My introduction to California rock art was through David S. Whitley's The Art of the Shaman, University of Utah Press, Salt Lake City, 2000 - a title that tells you all you need to know about Whitley's understanding of the provenance of rock art production. Garfinkel has returned to an older, largely discredited theory that maintains that the production of big horn sheep imagery is an example of an 'increase ritual' whereby good fortune in hunting is assured through the serial production of the prey's graven image. As Garfinkel coyly notes in his Paradigm Shifts, Rock Art Studies, and the “Coso Sheep Cult” of Eastern California, in North American Archaeologist, Spring 2007, "These glyphs have played a prominent role in attempts to understand forager religious iconography". He goes on to admit this 'hunting magic' hypothesis has become marginalized by the now prevailing view that sees most rock art as an expression of individual shamanistic endeavor, then goes on to attempt the older theory's resuscitation.

We at Little Lake have largely signed on to the prevailing wisdom and while there is no preponderance of big-horn sheep imagery around the lake, there are literally hundreds of atlatl motifs (images of weighted, spear throwing sticks) pecked into the basalt cliff that rises in the south east corner of the lake - motifs that are almost certainly connected with coming of age rituals overseen by the priestly class, the shamans.

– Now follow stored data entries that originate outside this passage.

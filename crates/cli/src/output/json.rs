use serde::Serialize;

/// Print a value as pretty JSON to stdout.
pub fn print_json<T: Serialize + ?Sized>(value: &T) {
    if let Ok(s) = serde_json::to_string_pretty(value) {
        println!("{s}");
    }
}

We have not, therefore, fully embraced Whitley's notion that these glyphs are uniquely a product of shamanic vision quests - lithic jottings as astral plane reportage; but equally, we have not regressed to Garfinkel's quaint position. We take a nuanced, wide-ranging view that admits the complex motivations for rock art production over the last ten thousand years or more.

It is, of course, the shamanic tradition that is at the root of my interest in petroglyphs. These wizards and magicians (Strange Land) are the human sinew that connect the material and spiritual planes. A role, perhaps, that poets now play. Ted Hughes explicitly links the poetic and shamanic experience and regards both as being nurtured by the romantic temperament. The shaman is usually called to duty by dreaming of an animal, often an eagle, that then becomes a 'familiar' acting as the dreamer's liason with the spirit world (Eliade). The crisis Hughes believed shaman-poets had to deal with was, as he called his essay on Eliot, The Convulsive Desacralization of the West. Once the shaman (or poet) hears the call, Hughes writes, he must "shamanize or die".

I am mindful of  Hughes' admonition: but the odd appearance of a bobcat in a dream does not, I believe, rise to the level of a call.

1 comment:

  1. I've yet to see Coso unfortunately. When I'm looking at petroglyphs I usually find myself looking for stylized centipedes (death and magic). One of the things that amazes me is how far certain stylized symbols spread - that certain living things are given such prominence and represented in the same stylized way strongly suggests that the style had spread, rather than being multiple independent reinventions. Case in point, you can find those centipedes at least as far north as Modoc territory on the CA-OR line, and east across the Colorado. It doesn't seem that petroglyph-drawing was common enough to have been a part of everyone's life and certainly not the first piece of information people would have exchanged during trade, which is exactly why it's so interesting.